Contrairement à 2010 où j’avais distingué 40 albums et 20 singles (la dichotomie d’une logique absolue), tout le monde est réduit à 25 unités cette année. Ainsi, car je suis un individu astucieux, je pourrais en dévoiler cinq par jour pendant les cinq jours de la semaine. Le sens de l’ #astuce.

25. James Blake – James Blake

Un peu comme l’année dernière, je commence mon déroulé par un album pas forcément si qualitatif que cela : mais là où MGMT avait surtout pas trop mal maintenu la barre en 2010 avec sa place de 40ème, James Blake montre dans son premier album éponyme les premières traces « visibles » au grand public de son style si propre à lui (pour l’heure), un dubstep froid et romantique. L’album, en soi moyennement convaincant, est heureusement depuis surpassé par les EP que le productif James a sorti depuis. On n’a pas fini d’en entendre parler.

 

24. Agoria – Impermanence

Quand on doute de la bonne tenue de la scène électronique française et où le meilleur DJ français (et même maintenant mondial) serait David Guetta, il est bon de se raccrocher à de solides repères. Agoria en fait partie et apporte une nouvelle preuve de sa régularité qualitative avec un « Impermanence » de fort bonne tenue, moelleux et techno comme il faut, avec un guest de Carl Craig en guise de cerise sur le gâteau.

 

23. Dominik Eulberg – Diorama

Le papy de l’électro naturelle a produit un nouvel effort végétal avec « Diorama », nouvelle démonstration du talent de cet allemand qui préfère gambader dans la nature que sur les plateaux de NRJ12. Platiniste doué et naturaliste à la fois, Eulberg livre ici une pièce d’orfèvrerie techno finement distillée, jamais répétitive, et tiens si on gambadait à notre tour, malgré le froid ?

 

22. Ben Frost & Daniel Bjarnason – Solaris

Hommage rétrospectif au film éponyme datant de 1972, « Solaris » est une formidable pièce oscillant entre modern classical et ambient. La collaboration entre le discret Australien et l’Islandais donne une concoction douce, qui s’énerve rarement mais toujours intelligemment, au final quasi-apocalyptique. Ce résultat aux forts relents cinématographiques innove peu dans le genre… mais marque beaucoup dans le coeur de l’auditeur.

 

21. Dirty Vegas – Electric Love

Petite friandise synth-pop avec le retour des Anglais de Dirty Vegas, quasiment disparus de l’encéphalogramme musical depuis sept années désormais. « Electric Love » ne se pique pas d’une ambition démesurée mais se contente très bien d’une dizaine de pistes dynamiques et taillées aussi bien pour les réveils difficiles que pour les soirées endiablées.

 

20. Laura Arkana met Peter Broderick – Lentemuziek

Belle découverte de l’année avec le premier album tout en douceur amère de cette jeune néerlandaise, chaperonnée par le touche-à-tout Peter Broderick.

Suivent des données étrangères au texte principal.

//! Translation store: lazy, cached bundle loading with a fixed fallback chain.
//!
//! Loading never fails from the caller's point of view. The chain is at most
//! two steps long (requested language, then the fallback language), and if
//! both fail the caller gets an empty bundle.

use std::sync::Arc;

use tracing::{info, warn};

use crate::context::PageContext;
use crate::i18n::{LanguageCode, TranslationBundle};
use crate::source::HttpSource;

#[derive(Debug, Clone)]
pub struct TranslationStore {
    context: Arc<PageContext>,
    source: HttpSource,
}

impl TranslationStore {
    pub fn new(context: Arc<PageContext>, source: HttpSource) -> Self {
        Self { context, source }
    }

    /// Languages attempted when loading `language`, in order.
    pub fn fallback_chain(&self, language: &LanguageCode) -> Vec<LanguageCode> {
        let fallback = self.context.fallback_language();
        if language == fallback {
            vec![language.clone()]
        } else {
            vec![language.clone(), fallback.clone()]
        }
    }

    /// Load the bundle for `language`.
    ///
    /// Returns the cached bundle when present. Otherwise fetches it; on
    /// failure the fallback language's bundle is returned instead, and if that
    /// fails too an empty bundle. Failed languages are not cached, so a later
    /// call tries the network again.
    pub async fn load_bundle(&self, language: &LanguageCode) -> Arc<TranslationBundle> {
        for candidate in self.fallback_chain(language) {
            if let Some(bundle) = self.context.bundle(&candidate) {
                return bundle;
            }

            match self.source.fetch_bundle(&candidate).await {
                Ok(bundle) => {
                    info!(
                        "Loaded translation bundle for '{}' ({} keys)",
                        candidate,
                        bundle.len()
                    );
                    let bundle = Arc::new(bundle);
                    self.context.insert_bundle(candidate, bundle.clone());
                    return bundle;
                }
                Err(e) => warn!("{}", e),
            }
        }

        warn!(
            "No translation bundle available for '{}', continuing with an empty bundle",
            language
        );
        Arc::new(TranslationBundle::empty())
    }
}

Huit ballades folk tranquilles et mélodiques, et le fait de ne rien comprendre à ce qu’elle raconte (et que les paroles soient évidemment indisponibles sur les Internets) n’est pas gênant : elle a une très belle voix. Et ça suffirait presque.

 

19. The Toxic Avenger – Angst

Cure d’énergie électronique instantanée avec le premier (oui, c’est son premier, si tard pourrait-on dire) opus de Simon Delacroix aka The Toxic Avenger, une pépite dynamitée aux mélodies accrocheuses, souvent accompagnées de voix qui plaisent tout de suite (Annie et Simone Elle Est Bonne dans deux genres différents). Entre électro, synth-pop et pilules plus groovy, cet album est à conseiller en cas de violente hypotension.

 

18. Jasper TX – The Black Sun Transmissions

Pas besoin de plus de cinq titres pour que le projet post-rock du suédois Dag Rosenqvist Jasper TX, déjà présenté plusieurs fois dans ces colonnes, étale son univers. « Black Sun Transmissions » en est une nouvelle démonstration planante, décollage immédiat vers une sorte d’infini anarchique, bref, tout ce que les fidèles du genre attendent de ce genre de galette. Attention : Jasper TX a quand même un truc en plus.

 

17. System 7 – Up

Les papys de la techno aux noms improbables (oui je sais, pas le physique) sont de retour avec un nouvel album qui est probablement l’un de leurs meilleurs, sinon le must have pour découvrir leur conséquente oeuvre. Entre électro directe, techno minimale et dance aux reflets trance, « Up » est un joyeux mish-mash de couleurs électroniques qui impressionne par sa cohérence. Shake your body!

 

16. Fabrizio Paterlini – Autumn Stories

Petite foison de projets « temporalisés » cette année : les albums sont dévoilés progressivement au cours du temps, pour le plus grand plaisir des auditeurs (car c’est souvent gratuit hihi). Deux exemples m’ont marqué cette année et le premier est celui du pianiste italien Fabrizio Paterlini avec son « Autumn Stories », au rythme d’une chanson par semaine rythmée par le thème de l’automne. Des mélodies intrigantes ou touchantes, toujours directes pour le corps. Bravissimo.

 

15. Bibio – Mind Bokeh

Retour déroutant de Stephen Wilkinson aka Bibio qui remise son ancien style chillout torturé au placard et s’autorise plus de folklore avec son second album, « Mind Bokeh ». Une transition réussie (malgré quelques ratés, certes) où le Britannique se fait visiblement plaisir à explorer de nouveaux horizons… et parvient parfaitement à nous transmettre ces sentiments.

 

14. Nicolas Jaar – Space Is Only Noise

Avec James Blake, c’est probablement l’un des garçons dont on entendra longtemps parler dans le petit monde de l’electronica « froide ». Même si Jaar traîne déjà ses guêtres depuis quelque temps, il livre avec son premier album « Space Is Only Noise » une prestation intéressante et cohérente, chaud-et-froid rythmique et mélodique permanent, fourmillante d’idées et de sonorités qui font mouche.

 

13. Olafur Arnalds – Living Room Songs

Second projet « temporalisé » de ce classement, après le « Autumn Stories » de Fabrizio Paterlini : le « Living Room Songs » d’Olafur Arnalds. Principe du concept développé par le compositeur islandais : sept jours dans la semaine, sept compositions dans la salle de vie de son appartement de Reykjavik, lui au piano, souvent accompagné par d’émouvantes cordes. Ce type de projet, pas tout à fait inédit pour lui, est une belle réussite mélodique, touchante et percutante (pour le cœur). PS : finalement, c’est même à conseiller aux dépressifs.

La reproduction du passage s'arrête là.